Jenée LaMarque: We did. The beginning of rehearsal was just us meeting. Six months before we started shooting we started meeting, and she’s like “Let’s go through the script like I’m a six-year-old”. We went through every single sentence and every single line to make sure we understood the intention and were on the same page. We were very much on the same page with that. Then we had rehearsals with other actors for about a week. Mostly surrounding her relationships with each of the other characters in the movie – including the body double that she ended up acting against in the scenes where she was playing both characters.

Melissa from WAMG: What made you decide to tell this story? What is the origin of THE PRETTY ONE?

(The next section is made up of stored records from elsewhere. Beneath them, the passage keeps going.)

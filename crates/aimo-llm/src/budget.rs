//! Daily token-bucket budget controller (`spec.md` §4.7 "Budget"). The
//! spent-so-far counter is exclusively owned here — nothing else may mutate
//! it (`spec.md` §5 "Resource ownership").

use aimo_core::model::CandidateFlag;
use chrono::{DateTime, NaiveDate, Utc};
use std::collections::BTreeSet;
use std::sync::Mutex;

/// A-over-B-over-C-over-none priority used for budget admission decisions.
#[derive(Debug, Clone, Copy, PartialEq, Eq, PartialOrd, Ord)]
pub enum CandidatePriority {
    None,
    C,
    B,
    A,
}

impl CandidatePriority {
    #[must_use]
    pub fn from_flags(flags: &BTreeSet<CandidateFlag>) -> Self {
        if flags.contains(&CandidateFlag::A) {
            CandidatePriority::A
        } else if flags.contains(&CandidateFlag::B) {
            CandidatePriority::B
        } else if flags.contains(&CandidateFlag::C) {
            CandidatePriority::C
        } else {
            CandidatePriority::None
        }
    }
}

#[derive(Debug, Clone, Copy)]
pub struct PriceTable {
    pub input_price_per_token: f64,
    pub output_price_per_token: f64,
    pub estimation_buffer: f64,
}

#[derive(Debug, Clone, Copy, PartialEq, Eq)]
pub enum BudgetDecision {
    /// Proceed; cost estimate fit comfortably in budget (or priority forces it).
    Proceed,
    /// Proceed even though the estimate exceeds remaining budget (A/B overrun).
    ProceedOverrun,
    /// Skip — not enough remaining budget and priority doesn't force it.
    Skip,
}

struct BudgetState {
    day: NaiveDate,
    spent_usd: f64,
}

pub struct BudgetController {
    daily_limit_usd: f64,
    prices: PriceTable,
    state: Mutex<BudgetState>,
}

impl BudgetController {
    #[must_use]
    pub fn new(daily_limit_usd: f64, prices: PriceTable, now: DateTime<Utc>) -> Self {
        Self { daily_limit_usd, prices, state: Mutex::new(BudgetState { day: now.date_naive(), spent_usd: 0.0 }) }
    }

    fn estimated_cost(&self, est_input_tokens: u64, est_output_tokens: u64) -> f64 {
        (est_input_tokens as f64 * self.prices.input_price_per_token + est_output_tokens as f64 * self.prices.output_price_per_token) * self.prices.estimation_buffer
    }

    /// Resets the spent counter if `now` has rolled over a UTC day boundary
    /// since the last call.
    fn roll_over_if_needed(&self, now: DateTime<Utc>) {
        let mut state = self.state.lock().expect("budget mutex poisoned");
        let today = now.date_naive();
        if today != state.day {
            state.day = today;
            state.spent_usd = 0.0;
        }
    }

    #[must_use]
    pub fn remaining_usd(&self, now: DateTime<Utc>) -> f64 {
        self.roll_over_if_needed(now);
        let state = self.state.lock().expect("budget mutex poisoned");
        (self.daily_limit_usd - state.spent_usd).max(0.0)
    }

    /// Decides whether a candidate signature should be analyzed, per
    /// `spec.md` §4.7's priority table. A/B candidates always proceed (an
    /// overrun is logged, not blocked); C and no-priority candidates proceed
    /// only if the estimate fits in the remaining budget.
    pub fn decide(&self, priority: CandidatePriority, est_input_tokens: u64, est_output_tokens: u64, now: DateTime<Utc>) -> (BudgetDecision, f64) {
        self.roll_over_if_needed(now);
        let cost = self.estimated_cost(est_input_tokens, est_output_tokens);
        let remaining = self.remaining_usd(now);

        let decision = if matches!(priority, CandidatePriority::A | CandidatePriority::B) {
            if cost <= remaining {
                BudgetDecision::Proceed
            } else {
                tracing::warn!(priority = ?priority, cost, remaining, "LLM budget overrun for high-priority candidate, proceeding anyway");
                BudgetDecision::ProceedOverrun
            }
        } else if cost <= remaining {
            BudgetDecision::Proceed
        } else {
            BudgetDecision::Skip
        };

        (decision, cost)
    }

    /// Records actual spend against the counter. Only the caller that ran
    /// the request should call this — no other component may mutate spend.
    pub fn record_spend(&self, now: DateTime<Utc>, actual_cost_usd: f64) {
        self.roll_over_if_needed(now);
        let mut state = self.state.lock().expect("budget mutex poisoned");
        state.spent_usd += actual_cost_usd;
    }
}

#[cfg(test)]
mod tests {
    use super::*;
    use chrono::TimeZone;

    fn prices() -> PriceTable {
        PriceTable { input_price_per_token: 0.000_003, output_price_per_token: 0.000_015, estimation_buffer: 1.2 }
    }

    #[test]
    fn a_priority_proceeds_even_over_budget() {
        let now = Utc.with_ymd_and_hms(2026, 1, 1, 0, 0, 0).unwrap();
        let controller = BudgetController::new(0.01, prices(), now);
        let (decision, _cost) = controller.decide(CandidatePriority::A, 1_000_000, 1_000_000, now);
        assert_eq!(decision, BudgetDecision::ProceedOverrun);
    }

    #[test]
    fn no_priority_skips_when_over_budget() {
        let now = Utc.with_ymd_and_hms(2026, 1, 1, 0, 0, 0).unwrap();
        let controller = BudgetController::new(0.01, prices(), now);
        let (decision, _cost) = controller.decide(CandidatePriority::None, 1_000_000, 1_000_000, now);
        assert_eq!(decision, BudgetDecision::Skip);
    }

    #[test]
    fn budget_resets_on_new_utc_day() {
        let day1 = Utc.with_ymd_and_hms(2026, 1, 1, 23, 59, 0).unwrap();
        let day2 = Utc.with_ymd_and_hms(2026, 1, 2, 0, 1, 0).unwrap();
        let controller = BudgetController::new(1.0, prices(), day1);
        controller.record_spend(day1, 0.9);
        assert!(controller.remaining_usd(day1) < 0.2);
        assert!((controller.remaining_usd(day2) - 1.0).abs() < f64::EPSILON);
    }
}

Jenée LaMarque: Well, it was a confluent of several things. One was the loss of my best friend in my early 20’s. He died the week that we graduated college. You know, that’s a very unsure time in someone’s life. They just graduated. They don’t know what they are going to do with their life. It’s unsure, and then on top of that there was this great loss, and I, sort of, came of age through that loss in my 20’s – through the lens of that loss. He was a really funny guy – a hilarious person. He had cystic fibrosis, and so, the whole time I knew him he was dying essentially, but he had the most amazing sense of humor, and was dark, and morbid. So, I wanted to tell a story about the loss of someone close, and to me, this is the extreme of that circumstance. Losing your identical twin. Someone that you have been with since inception. But the story is essentially a coming of age story. Coming of age and learning to value yourself through loss. It sort of came though a very personal experience, even though it’s not directly autobiographical because that didn’t happen to me, but it’s true to my experiences as a young woman. That’s sort of the genesis of it. And I wanted it to be comedic. I wanted it to be a comedy because that’s just my sense of humor, and the way I sort of look at the world.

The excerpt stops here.